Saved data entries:
use crate::core::distance::{distances_from, radius_bounding_box};
use crate::models::{Recommendation, RecommendedPlace, SourcePlace};
use crate::services::CatalogStore;
use std::sync::Arc;
use thiserror::Error;

/// Errors surfaced by the recommendation engine
#[derive(Debug, Error)]
pub enum RecommendError {
    /// The requested source place is not in the catalog.
    #[error("Tempat tidak ditemukan")]
    PlaceNotFound,

    /// A parameter was outside the representable domain.
    #[error("invalid parameter: {0}")]
    InvalidInput(String),

    /// The catalog is internally inconsistent. Load-time checks should make
    /// this unreachable; it is kept so a bad state degrades to an error
    /// response instead of a panic.
    #[error("catalog state error: {0}")]
    Corrupt(String),
}

/// Recommendation orchestrator
///
/// Combines the precomputed similarity row of the selected place with a
/// real-time radius filter over the whole catalog:
/// 1. Resolve the source place by name
/// 2. Bounding-box pre-filter, then one batch pass of exact haversine
///    distances
/// 3. Keep records within the radius, excluding every record that shares
///    the source name
/// 4. Rank by similarity descending, truncate to top-N, shape for display
#[derive(Debug, Clone)]
pub struct Recommender {
    catalog: Arc<CatalogStore>,
}

impl Recommender {
    pub fn new(catalog: Arc<CatalogStore>) -> Self {
        Self { catalog }
    }

    pub fn catalog(&self) -> &CatalogStore {
        &self.catalog
    }

    /// Top-N places most similar to `place` within `radius_km`.
    ///
    /// `top_n` larger than the candidate pool and a radius that qualifies
    /// nothing both succeed with a short or empty list. The radius bound is
    /// inclusive. Ties in similarity keep catalog order (stable sort).
    pub fn recommend(
        &self,
        place: &str,
        top_n: usize,
        radius_km: f64,
    ) -> Result<Recommendation, RecommendError> {
        if !radius_km.is_finite() {
            return Err(RecommendError::InvalidInput(format!(
                "radius must be a finite number, got {}",
                radius_km
            )));
        }

        let source_idx = self
            .catalog
            .position_by_name(place)
            .ok_or(RecommendError::PlaceNotFound)?;

        // position_by_name guarantees the record exists
        let source = self
            .catalog
            .record(source_idx)
            .ok_or_else(|| RecommendError::Corrupt(format!("no record at position {}", source_idx)))?;
        let (source_lat, source_lon) = (source.latitude, source.longitude);

        let sim_scores = self
            .catalog
            .similarity_row(source_idx)
            .ok_or_else(|| {
                RecommendError::Corrupt(format!("no similarity row at position {}", source_idx))
            })?;
        if sim_scores.len() != self.catalog.len() {
            return Err(RecommendError::Corrupt(format!(
                "similarity row has {} entries for a catalog of {}",
                sim_scores.len(),
                self.catalog.len()
            )));
        }

        // Cheap rectangular pre-filter; the box contains the full circle so
        // no true candidate is lost before the exact distance check.
        let bbox = radius_bounding_box(source_lat, source_lon, radius_km);

        // Self-exclusion is by name: duplicate-named rows are all dropped,
        // not just the matched position.
        let prefiltered: Vec<usize> = self
            .catalog
            .records()
            .iter()
            .enumerate()
            .filter(|(_, record)| {
                record.nama != place && bbox.contains(record.latitude, record.longitude)
            })
            .map(|(j, _)| j)
            .collect();

        // One batch distance pass over the survivors
        let coords: Vec<(f64, f64)> = prefiltered
            .iter()
            .map(|&j| {
                let record = &self.catalog.records()[j];
                (record.latitude, record.longitude)
            })
            .collect();
        let dist_km = distances_from(source_lat, source_lon, &coords);

        let mut candidates: Vec<(usize, f64)> = prefiltered
            .into_iter()
            .zip(dist_km)
            .filter(|&(_, d)| d <= radius_km)
            .collect();

        // Stable sort keeps catalog order among equal similarities
        candidates.sort_by(|a, b| {
            sim_scores[b.0]
                .partial_cmp(&sim_scores[a.0])
                .unwrap_or(std::cmp::Ordering::Equal)
        });
        candidates.truncate(top_n);

        let recommendations = candidates
            .into_iter()
            .map(|(j, dist_km)| {
                let record = &self.catalog.records()[j];
                RecommendedPlace {
                    nama: record.nama.clone(),
                    kategori: record.kategori.clone(),
                    rating: record.rating,
                    jumlah_rating: record.rating_count(),
                    kecamatan: record.kecamatan_or_default().to_string(),
                    kabupaten_kota: record.kabupaten_kota_or_default().to_string(),
                    lat: record.latitude,
                    lon: record.longitude,
                    sim: format_similarity(sim_scores[j]),
                    dist: format_distance(dist_km),
                    image: record.image_or_placeholder().to_string(),
                    gmaps: record.link.clone(),
                }
            })
            .collect();

        Ok(Recommendation {
            source: SourcePlace {
                nama: place.to_string(),
                lat: source_lat,
                lon: source_lon,
            },
            recommendations,
        })
    }
}

/// Similarity score as a percentage string with one decimal, e.g. "87.3%".
#[inline]
fn format_similarity(score: f64) -> String {
    format!("{:.1}%", score * 100.0)
}

/// Distance as a kilometer string with two decimals, e.g. "12.34 km".
#[inline]
fn format_distance(dist_km: f64) -> String {
    format!("{:.2} km", dist_km)
}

> _Your objective_: Set all the entries above down again exactly.

> _Answer space_:
use crate::core::distance::{distances_from, radius_bounding_box};
use crate::models::{Recommendation, RecommendedPlace, SourcePlace};
use crate::services::CatalogStore;
use std::sync::Arc;
use thiserror::Error;

/// Errors surfaced by the recommendation engine
#[derive(Debug, Error)]
pub enum RecommendError {
    /// The requested source place is not in the catalog.
    #[error("Tempat tidak ditemukan")]
    PlaceNotFound,

    /// A parameter was outside the representable domain.
    #[error("invalid parameter: {0}")]
    InvalidInput(String),

    /// The catalog is internally inconsistent. Load-time checks should make
    /// this unreachable; it is kept so a bad state degrades to an error
    /// response instead of a panic.
    #[error("catalog state error: {0}")]
    Corrupt(String),
}

/// Recommendation orchestrator
///
/// Combines the precomputed similarity row of the selected place with a
/// real-time radius filter over the whole catalog:
/// 1. Resolve the source place by name
/// 2. Bounding-box pre-filter, then one batch pass of exact haversine
///    distances
/// 3. Keep records within the radius, excluding every record that shares
///    the source name
/// 4. Rank by similarity descending, truncate to top-N, shape for display
#[derive(Debug, Clone)]
pub struct Recommender {
    catalog: Arc<CatalogStore>,
}

impl Recommender {
    pub fn new(catalog: Arc<CatalogStore>) -> Self {
        Self { catalog }
    }

    pub fn catalog(&self) -> &CatalogStore {
        &self.catalog
    }

    /// Top-N places most similar to `place` within `radius_km`.
    ///
    /// `top_n` larger than the candidate pool and a radius that qualifies
    /// nothing both succeed with a short or empty list. The radius bound is
    /// inclusive. Ties in similarity keep catalog order (stable sort).
    pub fn recommend(
        &self,
        place: &str,
        top_n: usize,
        radius_km: f64,
    ) -> Result<Recommendation, RecommendError> {
        if !radius_km.is_finite() {
            return Err(RecommendError::InvalidInput(format!(
                "radius must be a finite number, got {}",
                radius_km
            )));
        }

        let source_idx = self
            .catalog
            .position_by_name(place)
            .ok_or(RecommendError::PlaceNotFound)?;

        // position_by_name guarantees the record exists
        let source = self
            .catalog
            .record(source_idx)
            .ok_or_else(|| RecommendError::Corrupt(format!("no record at position {}", source_idx)))?;
        let (source_lat, source_lon) = (source.latitude, source.longitude);

        let sim_scores = self
            .catalog
            .similarity_row(source_idx)
            .ok_or_else(|| {
                RecommendError::Corrupt(format!("no similarity row at position {}", source_idx))
            })?;
        if sim_scores.len() != self.catalog.len() {
            return Err(RecommendError::Corrupt(format!(
                "similarity row has {} entries for a catalog of {}",
                sim_scores.len(),
                self.catalog.len()
            )));
        }

        // Cheap rectangular pre-filter; the box contains the full circle so
        // no true candidate is lost before the exact distance check.
        let bbox = radius_bounding_box(source_lat, source_lon, radius_km);

        // Self-exclusion is by name: duplicate-named rows are all dropped,
        // not just the matched position.
        let prefiltered: Vec<usize> = self
            .catalog
            .records()
            .iter()
            .enumerate()
            .filter(|(_, record)| {
                record.nama != place && bbox.contains(record.latitude, record.longitude)
            })
            .map(|(j, _)| j)
            .collect();

        // One batch distance pass over the survivors
        let coords: Vec<(f64, f64)> = prefiltered
            .iter()
            .map(|&j| {
                let record = &self.catalog.records()[j];
                (record.latitude, record.longitude)
            })
            .collect();
        let dist_km = distances_from(source_lat, source_lon, &coords);

        let mut candidates: Vec<(usize, f64)> = prefiltered
            .into_iter()
            .zip(dist_km)
            .filter(|&(_, d)| d <= radius_km)
            .collect();

        // Stable sort keeps catalog order among equal similarities
        candidates.sort_by(|a, b| {
            sim_scores[b.0]
                .partial_cmp(&sim_scores[a.0])
                .unwrap_or(std::cmp::Ordering::Equal)
        });
        candidates.truncate(top_n);

        let recommendations = candidates
            .into_iter()
            .map(|(j, dist_km)| {
                let record = &self.catalog.records()[j];
                RecommendedPlace {
                    nama: record.nama.clone(),
                    kategori: record.kategori.clone(),
                    rating: record.rating,
                    jumlah_rating: record.rating_count(),
                    kecamatan: record.kecamatan_or_default().to_string(),
                    kabupaten_kota: record.kabupaten_kota_or_default().to_string(),
                    lat: record.latitude,
                    lon: record.longitude,
                    sim: format_similarity(sim_scores[j]),
                    dist: format_distance(dist_km),
                    image: record.image_or_placeholder().to_string(),
                    gmaps: record.link.clone(),
                }
            })
            .collect();

        Ok(Recommendation {
            source: SourcePlace {
                nama: place.to_string(),
                lat: source_lat,
                lon: source_lon,
            },
            recommendations,
        })
    }
}

/// Similarity score as a percentage string with one decimal, e.g. "87.3%".
#[inline]
fn format_similarity(score: f64) -> String {
    format!("{:.1}%", score * 100.0)
}

/// Distance as a kilometer string with two decimals, e.g. "12.34 km".
#[inline]
fn format_distance(dist_km: f64) -> String {
    format!("{:.2} km", dist_km)
}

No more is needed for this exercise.